Introduction
NP and N concepts are commonly asked in competitive exams such as GATE. As a result, it is critical to have a solid understanding of this subject. But don't be concerned about any of it. Ninjas are here to help, and today we'll talk about top NP and N concepts questions.
Questions
1. Let SHAM3 be the problem of locating a Hamiltonian cycle in a graph G = (V, E) with V divisible by 3, and DHAM3 be the problem of determining whether such graphs contain a Hamiltonian cycle. Which of the following statements is correct?
- Both DHAM3 and SHAM3 are NP-hard
- SHAM3 is NP-hard
- DHAM3 is NP-hard
-
Both DHAM3 and SHAM3 are not NP-hard
Answer: (a) Both DHAM3 and SHAM3 are NP-hard
Explanation: The problem of determining whether or not a Hamiltonian Cycle exists is NP-Hard and NP-Complete.
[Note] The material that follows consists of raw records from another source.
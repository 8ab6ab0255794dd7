use std::fmt;
use std::sync::OnceLock;

use chrono::{
  DateTime,
  Datelike,
  Days,
  LocalResult,
  Months,
  NaiveDate,
  NaiveDateTime,
  SecondsFormat,
  TimeDelta,
  TimeZone,
  Utc
};
use chrono_tz::Tz;
use serde::{
  Deserialize,
  Serialize
};

use crate::format;
use crate::options::WeekStart;

static CALENDAR_TZ: OnceLock<Tz> =
  OnceLock::new();

/// An absolute point in time: milliseconds
/// since 1970-01-01T00:00:00Z.
///
/// Calendar fields and arithmetic are read
/// in the calendar timezone, see
/// [`calendar_timezone`].
#[derive(
  Debug,
  Clone,
  Copy,
  PartialEq,
  Eq,
  PartialOrd,
  Ord,
  Hash,
  Serialize,
  Deserialize,
)]
#[serde(transparent)]
pub struct Instant(i64);

#[derive(
  Debug, Clone, Copy, PartialEq, Eq,
)]
pub enum TimeUnit {
  Day,
  Week,
  Month,
  Year
}

/// Timezone that calendar fields are
/// read in. UTC unless one was installed
/// before the first read.
pub fn calendar_timezone() -> &'static Tz
{
  CALENDAR_TZ
    .get_or_init(|| chrono_tz::UTC)
}

/// Installs the calendar timezone. Fails
/// with the rejected zone once one is in
/// place or has already been read.
pub fn set_calendar_timezone(
  tz: Tz
) -> Result<(), Tz> {
  CALENDAR_TZ.set(tz)
}

impl Instant {
  pub const fn from_millis(
    millis: i64
  ) -> Self {
    Self(millis)
  }

  pub const fn millis(self) -> i64 {
    self.0
  }

  pub fn unix_seconds(self) -> i64 {
    self.0.div_euclid(1000)
  }

  pub fn from_utc(
    dt: DateTime<Utc>
  ) -> Self {
    Self(dt.timestamp_millis())
  }

  pub fn to_utc(self) -> DateTime<Utc> {
    DateTime::from_timestamp_millis(
      self.0
    )
    .unwrap_or_default()
  }

  pub fn to_local(self) -> DateTime<Tz> {
    self
      .to_utc()
      .with_timezone(calendar_timezone())
  }

  pub fn local_date(self) -> NaiveDate {
    self.to_local().date_naive()
  }

  /// Local midnight of `date`.
  pub fn from_local_date(
    date: NaiveDate
  ) -> Self {
    Self::from_local_datetime(
      date.and_time(
        chrono::NaiveTime::MIN
      )
    )
  }

  pub fn from_local_datetime(
    local_naive: NaiveDateTime
  ) -> Self {
    match calendar_timezone()
      .from_local_datetime(&local_naive)
    {
      | LocalResult::Single(local_dt) => {
        Self::from_utc(
          local_dt.with_timezone(&Utc)
        )
      }
      | LocalResult::Ambiguous(
        first,
        second
      ) => {
        let chosen = if first <= second {
          first
        } else {
          second
        };
        Self::from_utc(
          chosen.with_timezone(&Utc)
        )
      }
      | LocalResult::None => {
        // Skipped wall-clock time; land
        // on the first valid instant after
        // the gap.
        let shifted = local_naive
          + TimeDelta::hours(1);
        tracing::trace!(
          local = %local_naive,
          "local time falls in a gap; shifting forward"
        );
        calendar_timezone()
          .from_local_datetime(&shifted)
          .earliest()
          .map(|dt| {
            Self::from_utc(
              dt.with_timezone(&Utc)
            )
          })
          .unwrap_or_else(|| {
            Self::from_utc(
              local_naive.and_utc()
            )
          })
      }
    }
  }

  pub fn from_ymd(
    year: i32,
    month: u32,
    day: u32
  ) -> Option<Self> {
    NaiveDate::from_ymd_opt(
      year, month, day
    )
    .map(Self::from_local_date)
  }

  pub fn year(self) -> i32 {
    self.to_local().year()
  }

  /// Month of year, 1 to 12.
  pub fn month(self) -> u32 {
    self.to_local().month()
  }

  pub fn day(self) -> u32 {
    self.to_local().day()
  }

  /// Day of week, 0 = Sunday to 6 =
  /// Saturday.
  pub fn weekday(self) -> u32 {
    self
      .to_local()
      .weekday()
      .num_days_from_sunday()
  }

  pub fn days_in_month(self) -> u32 {
    let date = self.local_date();
    days_in_month(
      date.year(),
      date.month()
    )
  }

  /// Shifts by `count` calendar units,
  /// keeping the local wall time. Month and
  /// year steps clamp the day to the
  /// target month's length.
  pub fn add(
    self,
    unit: TimeUnit,
    count: i64
  ) -> Self {
    let local =
      self.to_local().naive_local();
    let date = local.date();
    let shifted = match unit {
      | TimeUnit::Day => {
        shift_days(date, count)
      }
      | TimeUnit::Week => {
        shift_days(
          date,
          count.saturating_mul(7)
        )
      }
      | TimeUnit::Month => {
        shift_months(date, count)
      }
      | TimeUnit::Year => {
        shift_months(
          date,
          count.saturating_mul(12)
        )
      }
    };

    match shifted {
      | Some(target) => {
        Self::from_local_datetime(
          target.and_time(local.time())
        )
      }
      | None => {
        tracing::warn!(
          instant = self.0,
          ?unit,
          count,
          "calendar shift out of range; keeping instant"
        );
        self
      }
    }
  }

  pub fn subtract(
    self,
    unit: TimeUnit,
    count: i64
  ) -> Self {
    self.add(unit, count.saturating_neg())
  }

  pub fn start_of_day(self) -> Self {
    Self::from_local_date(
      self.local_date()
    )
  }

  pub fn start_of_month(self) -> Self {
    let date = self.local_date();
    Self::from_local_date(
      date.with_day(1).unwrap_or(date)
    )
  }

  /// Same wall time on another day of the
  /// month; out-of-range days clamp to the
  /// month's last day.
  pub fn with_day(
    self,
    day: u32
  ) -> Self {
    let local =
      self.to_local().naive_local();
    let date = local.date();
    let day = day.clamp(
      1,
      days_in_month(
        date.year(),
        date.month()
      )
    );
    let target =
      date.with_day(day).unwrap_or(date);
    Self::from_local_datetime(
      target.and_time(local.time())
    )
  }

  /// Local midnight starting the display
  /// week that contains this instant.
  pub fn start_of_week(
    self,
    week_start: WeekStart
  ) -> Self {
    let date = self.local_date();
    let day_idx = i64::from(
      date
        .weekday()
        .num_days_from_sunday()
    );
    let start_idx =
      i64::from(week_start.index());
    let diff =
      (7 + day_idx - start_idx) % 7;
    Self::from_local_date(
      shift_days(date, -diff)
        .unwrap_or(date)
    )
  }

  pub fn is_same_day(
    self,
    other: Instant
  ) -> bool {
    self.local_date()
      == other.local_date()
  }

  pub fn is_before_day(
    self,
    other: Instant
  ) -> bool {
    self.local_date()
      < other.local_date()
  }

  pub fn is_after_day(
    self,
    other: Instant
  ) -> bool {
    self.local_date()
      > other.local_date()
  }

  /// Inclusive calendar-day range test.
  /// An inverted range holds no day.
  pub fn is_between_days(
    self,
    from: Instant,
    to: Instant
  ) -> bool {
    let date = self.local_date();
    from.local_date() <= date
      && date <= to.local_date()
  }

  pub fn format(
    self,
    pattern: &str
  ) -> String {
    format::format_instant(self, pattern)
  }
}

impl fmt::Display for Instant {
  fn fmt(
    &self,
    f: &mut fmt::Formatter<'_>
  ) -> fmt::Result {
    write!(
      f,
      "{}",
      self.to_local().to_rfc3339_opts(
        SecondsFormat::Millis,
        true
      )
    )
  }
}

impl From<DateTime<Utc>> for Instant {
  fn from(dt: DateTime<Utc>) -> Self {
    Self::from_utc(dt)
  }
}

pub fn days_in_month(
  year: i32,
  month: u32
) -> u32 {
  let (next_year, next_month) =
    if month >= 12 {
      (year.saturating_add(1), 1_u32)
    } else {
      (year, month + 1)
    };
  NaiveDate::from_ymd_opt(
    next_year, next_month, 1
  )
  .and_then(|first| first.pred_opt())
  .map(|last| last.day())
  .unwrap_or(30)
}

pub(crate) fn shift_days(
  date: NaiveDate,
  days: i64
) -> Option<NaiveDate> {
  if days >= 0 {
    date.checked_add_days(Days::new(
      days.unsigned_abs()
    ))
  } else {
    date.checked_sub_days(Days::new(
      days.unsigned_abs()
    ))
  }
}

fn shift_months(
  date: NaiveDate,
  months: i64
) -> Option<NaiveDate> {
  let magnitude = u32::try_from(
    months.unsigned_abs()
  )
  .ok()?;
  if months >= 0 {
    date.checked_add_months(Months::new(
      magnitude
    ))
  } else {
    date.checked_sub_months(Months::new(
      magnitude
    ))
  }
}
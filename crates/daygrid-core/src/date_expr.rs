use std::sync::OnceLock;

use anyhow::{
  Context,
  anyhow
};
use chrono::NaiveDate;
use regex::Regex;

use crate::format;
use crate::instant::{
  Instant,
  TimeUnit
};

fn relative_regex()
-> anyhow::Result<&'static Regex> {
  static REL_RE: OnceLock<Regex> =
    OnceLock::new();
  if let Some(re) = REL_RE.get() {
    return Ok(re);
  }
  let re = Regex::new(
    r"^(?P<sign>[+-])(?P<num>\d+)(?P<unit>[dwmy])$"
  )
  .map_err(|e| {
    anyhow!(
      "internal regex compile failure: {e}"
    )
  })?;
  Ok(REL_RE.get_or_init(|| re))
}

/// Parses a date typed on the command
/// line.
///
/// Accepts `now`, `today`, `tomorrow`,
/// `yesterday`, a 4-digit year, a month
/// name (that month of the current year),
/// a weekday name (its next occurrence),
/// relative offsets such as `+3d`, `-2w`,
/// `+1m`, `+1y`, `YYYY-MM`, and finally
/// text in `pattern` or ISO 8601.
#[tracing::instrument(skip(now, pattern), fields(input = input))]
pub fn parse_date_expr(
  input: &str,
  now: Instant,
  pattern: &str
) -> anyhow::Result<Instant> {
  let token = input.trim();
  let lower =
    token.to_ascii_lowercase();
  let today = now.start_of_day();

  match lower.as_str() {
    | "now" => return Ok(now),
    | "today" => return Ok(today),
    | "tomorrow" => {
      return Ok(
        today.add(TimeUnit::Day, 1)
      );
    }
    | "yesterday" => {
      return Ok(
        today.subtract(TimeUnit::Day, 1)
      );
    }
    | _ => {}
  }

  if token.len() == 4
    && token
      .chars()
      .all(|c| c.is_ascii_digit())
  {
    let year: i32 =
      token.parse().context(
        "invalid 4-digit year"
      )?;
    return Instant::from_ymd(
      year, 1, 1
    )
    .ok_or_else(|| {
      anyhow!(
        "invalid year value: {year}"
      )
    });
  }

  if let Some(weekday) =
    parse_weekday_name(&lower)
  {
    let ahead = (weekday + 7
      - today.weekday())
      % 7;
    let ahead =
      if ahead == 0 { 7 } else { ahead };
    return Ok(today.add(
      TimeUnit::Day,
      i64::from(ahead)
    ));
  }

  if let Some(month) =
    format::month_from_name(&lower)
  {
    return Instant::from_ymd(
      today.year(),
      month,
      1
    )
    .ok_or_else(|| {
      anyhow!(
        "invalid month value: {month}"
      )
    });
  }

  if let Some(caps) =
    relative_regex()?.captures(token)
  {
    let sign = caps
      .name("sign")
      .map(|m| m.as_str())
      .ok_or_else(|| {
        anyhow!("missing relative sign")
      })?;
    let num: i64 = caps
      .name("num")
      .map(|m| m.as_str())
      .ok_or_else(|| {
        anyhow!(
          "missing relative amount"
        )
      })?
      .parse()
      .context(
        "invalid relative number"
      )?;
    let unit = match caps
      .name("unit")
      .map(|m| m.as_str())
    {
      | Some("d") => TimeUnit::Day,
      | Some("w") => TimeUnit::Week,
      | Some("m") => TimeUnit::Month,
      | Some("y") => TimeUnit::Year,
      | other => {
        return Err(anyhow!(
          "unknown relative unit: \
           {other:?}"
        ));
      }
    };

    return Ok(if sign == "-" {
      today.subtract(unit, num)
    } else {
      today.add(unit, num)
    });
  }

  if let Ok(date) =
    NaiveDate::parse_from_str(
      &format!("{token}-01"),
      "%Y-%m-%d"
    )
    && token.len() <= 7
  {
    return Ok(Instant::from_local_date(
      date
    ));
  }

  format::parse_flexible(token, pattern)
    .ok_or_else(|| {
      anyhow!(
        "unrecognized date \
         expression: {input} \
         (expected {pattern}, \
         YYYY-MM-DD or a keyword)"
      )
    })
}

fn parse_weekday_name(
  lower: &str
) -> Option<u32> {
  if lower.len() < 3 {
    return None;
  }
  format::WEEKDAY_NAMES
    .iter()
    .position(|name| {
      name
        .to_ascii_lowercase()
        .starts_with(lower)
    })
    .map(|idx| idx as u32)
}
It is also NP-Hard to find a Hamiltonian cycle in a graph G = (V, E) with V divisible by 3.
2. Which of the following statements about NP-Complete and NP-Hard problems is correct?
- To demonstrate the NP-Hardness of problem X, we take a known NP-Hard problem Y and reduce it to X.
- The circuit satisfiability problem was the first to be proven to be NP-complete.
- NP-complete is a subset of NP-Hard.
-
All the above.
Answer: (d) All the above.
Explanation: The most challenging problems in the NP set are NP-complete problems. A decision problem L is NP-complete if and only if the following conditions are met:
1) L is in NP (Any given solution for NP-complete problems can be verified quickly, but there is no efficient known solution).
2) In polynomial time, every problem in NP can be reduced to L. (Reduction is defined below).
A problem is NP-Hard if it follows the above-mentioned property 2, but it does not need to follow property 1. As a result, the NP-Complete set is a subset of the NP-Hard set.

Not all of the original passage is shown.